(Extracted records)

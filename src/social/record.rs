//! Decoding of stored documents into typed records.
//!
//! Stored documents are schemaless: fields can be missing, null or written by
//! older clients. Required fields are validated here, optional ones get
//! defaults, and a bad record is rejected on its own.

use serde::{Deserialize, Serialize};

use crate::error::{AppError, Result};
use crate::models::{Comment, UserProfile};

/// A comment document as stored.
#[derive(Debug, Clone, Default, PartialEq, Eq, Serialize, Deserialize)]
#[serde(default, rename_all = "camelCase")]
pub struct CommentRecord {
    pub id: Option<String>,
    pub author_name: Option<String>,
    pub author_image: Option<String>,
    pub content: Option<String>,
    pub timestamp: Option<String>,
    pub article_id: Option<String>,
    pub user_id: Option<String>,
}

fn required(field: &'static str, value: Option<String>) -> Result<String> {
    value
        .filter(|v| !v.trim().is_empty())
        .ok_or_else(|| AppError::Decode(format!("comment is missing {}", field)))
}

impl TryFrom<CommentRecord> for Comment {
    type Error = AppError;

    fn try_from(record: CommentRecord) -> Result<Self> {
        Ok(Comment {
            id: required("id", record.id)?,
            content: required("content", record.content)?,
            article_id: required("articleId", record.article_id)?,
            user_id: required("userId", record.user_id)?,
            author_name: record
                .author_name
                .filter(|n| !n.trim().is_empty())
                .unwrap_or_else(|| "User".to_string()),
            author_image: record.author_image.filter(|i| !i.trim().is_empty()),
            timestamp: record.timestamp,
        })
    }
}

impl From<&Comment> for CommentRecord {
    fn from(comment: &Comment) -> Self {
        Self {
            id: Some(comment.id.clone()),
            author_name: Some(comment.author_name.clone()),
            author_image: comment.author_image.clone(),
            content: Some(comment.content.clone()),
            timestamp: comment.timestamp.clone(),
            article_id: Some(comment.article_id.clone()),
            user_id: Some(comment.user_id.clone()),
        }
    }
}

/// Decode every record that can be decoded, newest first. Bad records are
/// logged and skipped.
pub fn decode_comments(records: impl IntoIterator<Item = CommentRecord>) -> Vec<Comment> {
    let mut comments: Vec<Comment> = records
        .into_iter()
        .filter_map(|record| {
            let id = record.id.clone().unwrap_or_default();
            match Comment::try_from(record) {
                Ok(comment) => Some(comment),
                Err(e) => {
                    tracing::warn!("Skipping comment {:?}: {}", id, e);
                    None
                }
            }
        })
        .collect();
    Comment::sort_newest_first(&mut comments);
    comments
}

/// Decode a profile document; missing fields default.
pub fn decode_profile(document: serde_json::Value) -> Result<UserProfile> {
    if !document.is_object() {
        return Err(AppError::Decode("profile document is not an object".to_string()));
    }
    let profile: UserProfile = serde_json::from_value(document)
        .map_err(|e| AppError::Decode(format!("profile: {}", e)))?;
    if profile.uid.trim().is_empty() {
        return Err(AppError::Decode("profile is missing uid".to_string()));
    }
    Ok(profile)
}

pub fn encode_profile(profile: &UserProfile) -> Result<serde_json::Value> {
    Ok(serde_json::to_value(profile)?)
}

EXERCISE PROMPT: What this exercise asks for is every line of the data above with the word "timestamp".

SOLUTION TO THIS PROBLEM:
    pub timestamp: Option<String>,
            timestamp: record.timestamp,
            timestamp: comment.timestamp.clone(),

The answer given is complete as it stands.